▶ _Requirement_: Would you please output the data exactly, omitting no line?

▶ _Given data_:
........
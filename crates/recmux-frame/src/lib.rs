//! Typed, length-prefixed messages and the queues that move them over pipes.
//!
//! Every message on the wire is:
//! - A 4-byte total length (header included, little-endian)
//! - A 1-byte message type
//! - A 1-byte urgent flag
//!
//! followed by the payload. [`InQueue`] slices a byte stream into messages,
//! [`OutQueue`] writes them back out tolerating partial writes, and [`Mux`]
//! drives many queues from one blocking readiness wait.

pub mod codec;
pub mod error;
pub mod in_queue;
pub mod message;
pub mod mux;
pub mod out_queue;

pub use codec::{
    decode_message, ByteOrder, FrameConfig, DEFAULT_MAX_MESSAGE, HEADER_SIZE, NUMERIC_WIDTH,
    WIRE_BYTE_ORDER,
};
pub use error::{FrameError, Result};
pub use in_queue::InQueue;
pub use message::{Message, MessageType};
pub use mux::Mux;
pub use out_queue::OutQueue;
........
▶ _Solution to the problem_:
filename crates/recmux-frame/src/lib.rs
//! Typed, length-prefixed messages and the queues that move them over pipes.
//!
//! Every message on the wire is:
//! - A 4-byte total length (header included, little-endian)
//! - A 1-byte message type
//! - A 1-byte urgent flag
//!
//! followed by the payload. [`InQueue`] slices a byte stream into messages,
//! [`OutQueue`] writes them back out tolerating partial writes, and [`Mux`]
//! drives many queues from one blocking readiness wait.

pub mod codec;
pub mod error;
pub mod in_queue;
pub mod message;
pub mod mux;
pub mod out_queue;

pub use codec::{
    decode_message, ByteOrder, FrameConfig, DEFAULT_MAX_MESSAGE, HEADER_SIZE, NUMERIC_WIDTH,
    WIRE_BYTE_ORDER,
};
pub use error::{FrameError, Result};
pub use in_queue::InQueue;
pub use message::{Message, MessageType};
pub use mux::Mux;
pub use out_queue::OutQueue;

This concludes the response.